* WHAT TO PRODUCE:
Count the lines in the records below that contain the word "BookingCreated", and give that figure alone.

[Opening RECORDS TO PROCESS section]

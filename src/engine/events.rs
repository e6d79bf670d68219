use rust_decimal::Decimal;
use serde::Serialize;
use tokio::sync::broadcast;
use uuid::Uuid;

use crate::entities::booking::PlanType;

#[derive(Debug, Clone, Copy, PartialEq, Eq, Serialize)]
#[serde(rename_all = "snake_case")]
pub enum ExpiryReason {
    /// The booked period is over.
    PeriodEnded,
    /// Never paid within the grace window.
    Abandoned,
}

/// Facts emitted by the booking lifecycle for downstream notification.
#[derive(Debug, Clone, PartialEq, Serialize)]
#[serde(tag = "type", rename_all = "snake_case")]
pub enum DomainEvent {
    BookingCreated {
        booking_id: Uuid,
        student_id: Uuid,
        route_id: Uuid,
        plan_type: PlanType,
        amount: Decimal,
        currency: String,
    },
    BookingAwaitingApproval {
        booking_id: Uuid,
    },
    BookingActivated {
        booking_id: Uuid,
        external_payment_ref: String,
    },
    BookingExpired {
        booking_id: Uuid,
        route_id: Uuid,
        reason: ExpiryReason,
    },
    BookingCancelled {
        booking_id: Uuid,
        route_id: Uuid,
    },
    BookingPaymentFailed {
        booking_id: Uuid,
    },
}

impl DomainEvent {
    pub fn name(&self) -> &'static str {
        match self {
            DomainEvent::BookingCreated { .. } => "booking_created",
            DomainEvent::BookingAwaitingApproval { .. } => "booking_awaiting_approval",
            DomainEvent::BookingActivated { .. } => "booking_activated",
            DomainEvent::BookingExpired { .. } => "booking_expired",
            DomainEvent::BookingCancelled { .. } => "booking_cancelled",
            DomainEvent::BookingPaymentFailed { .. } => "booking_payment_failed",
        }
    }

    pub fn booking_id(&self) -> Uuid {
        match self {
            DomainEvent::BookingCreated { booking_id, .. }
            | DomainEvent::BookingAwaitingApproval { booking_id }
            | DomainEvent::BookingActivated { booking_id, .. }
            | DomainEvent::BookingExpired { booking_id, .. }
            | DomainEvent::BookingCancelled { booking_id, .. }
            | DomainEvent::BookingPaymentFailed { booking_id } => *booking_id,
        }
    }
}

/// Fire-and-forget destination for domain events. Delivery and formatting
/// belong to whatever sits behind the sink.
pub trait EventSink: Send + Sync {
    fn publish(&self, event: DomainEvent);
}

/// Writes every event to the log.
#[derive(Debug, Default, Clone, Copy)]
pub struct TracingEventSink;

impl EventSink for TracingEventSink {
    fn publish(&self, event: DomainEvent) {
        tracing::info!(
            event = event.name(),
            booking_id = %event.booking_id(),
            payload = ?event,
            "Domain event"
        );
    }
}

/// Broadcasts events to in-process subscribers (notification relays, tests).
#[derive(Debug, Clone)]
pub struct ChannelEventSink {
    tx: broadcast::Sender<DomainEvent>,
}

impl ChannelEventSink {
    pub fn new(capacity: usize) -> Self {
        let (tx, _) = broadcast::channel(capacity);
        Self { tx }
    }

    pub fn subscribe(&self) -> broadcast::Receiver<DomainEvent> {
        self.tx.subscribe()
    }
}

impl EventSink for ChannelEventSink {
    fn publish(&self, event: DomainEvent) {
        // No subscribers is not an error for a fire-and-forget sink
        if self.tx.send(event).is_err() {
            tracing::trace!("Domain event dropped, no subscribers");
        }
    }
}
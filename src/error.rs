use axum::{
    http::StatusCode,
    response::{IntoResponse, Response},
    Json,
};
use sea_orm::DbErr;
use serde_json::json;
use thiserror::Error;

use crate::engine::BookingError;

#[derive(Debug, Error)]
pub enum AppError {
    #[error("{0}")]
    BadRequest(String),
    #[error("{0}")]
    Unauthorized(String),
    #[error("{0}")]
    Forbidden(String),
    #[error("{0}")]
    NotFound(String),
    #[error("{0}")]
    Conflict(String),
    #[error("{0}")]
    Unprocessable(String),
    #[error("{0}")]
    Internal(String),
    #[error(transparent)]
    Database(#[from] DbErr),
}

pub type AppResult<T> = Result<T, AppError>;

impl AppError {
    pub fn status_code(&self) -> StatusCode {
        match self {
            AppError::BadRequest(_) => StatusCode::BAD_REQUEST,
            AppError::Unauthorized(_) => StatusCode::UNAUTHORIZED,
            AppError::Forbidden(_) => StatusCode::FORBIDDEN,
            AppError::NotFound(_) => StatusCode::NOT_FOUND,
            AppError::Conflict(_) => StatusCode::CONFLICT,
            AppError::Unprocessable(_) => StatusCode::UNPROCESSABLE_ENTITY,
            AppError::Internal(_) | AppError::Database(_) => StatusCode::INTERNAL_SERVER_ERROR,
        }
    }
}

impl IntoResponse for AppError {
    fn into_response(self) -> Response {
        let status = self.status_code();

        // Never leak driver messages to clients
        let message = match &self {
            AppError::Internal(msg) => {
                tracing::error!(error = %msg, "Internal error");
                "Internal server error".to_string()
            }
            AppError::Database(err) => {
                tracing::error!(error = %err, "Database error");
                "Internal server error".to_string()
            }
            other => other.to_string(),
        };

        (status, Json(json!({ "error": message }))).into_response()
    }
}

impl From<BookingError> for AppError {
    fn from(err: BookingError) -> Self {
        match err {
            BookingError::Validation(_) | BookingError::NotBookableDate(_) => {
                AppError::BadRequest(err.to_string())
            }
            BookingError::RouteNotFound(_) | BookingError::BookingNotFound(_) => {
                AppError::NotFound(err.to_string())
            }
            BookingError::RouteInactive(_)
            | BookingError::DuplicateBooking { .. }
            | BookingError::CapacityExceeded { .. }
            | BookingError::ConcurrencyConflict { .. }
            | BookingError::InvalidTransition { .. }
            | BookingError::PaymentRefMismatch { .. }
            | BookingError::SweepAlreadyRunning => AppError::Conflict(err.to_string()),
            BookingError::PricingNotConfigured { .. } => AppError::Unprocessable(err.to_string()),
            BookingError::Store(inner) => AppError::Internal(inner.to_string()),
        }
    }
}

[Closing RECORDS TO PROCESS section]

* RESULT:
3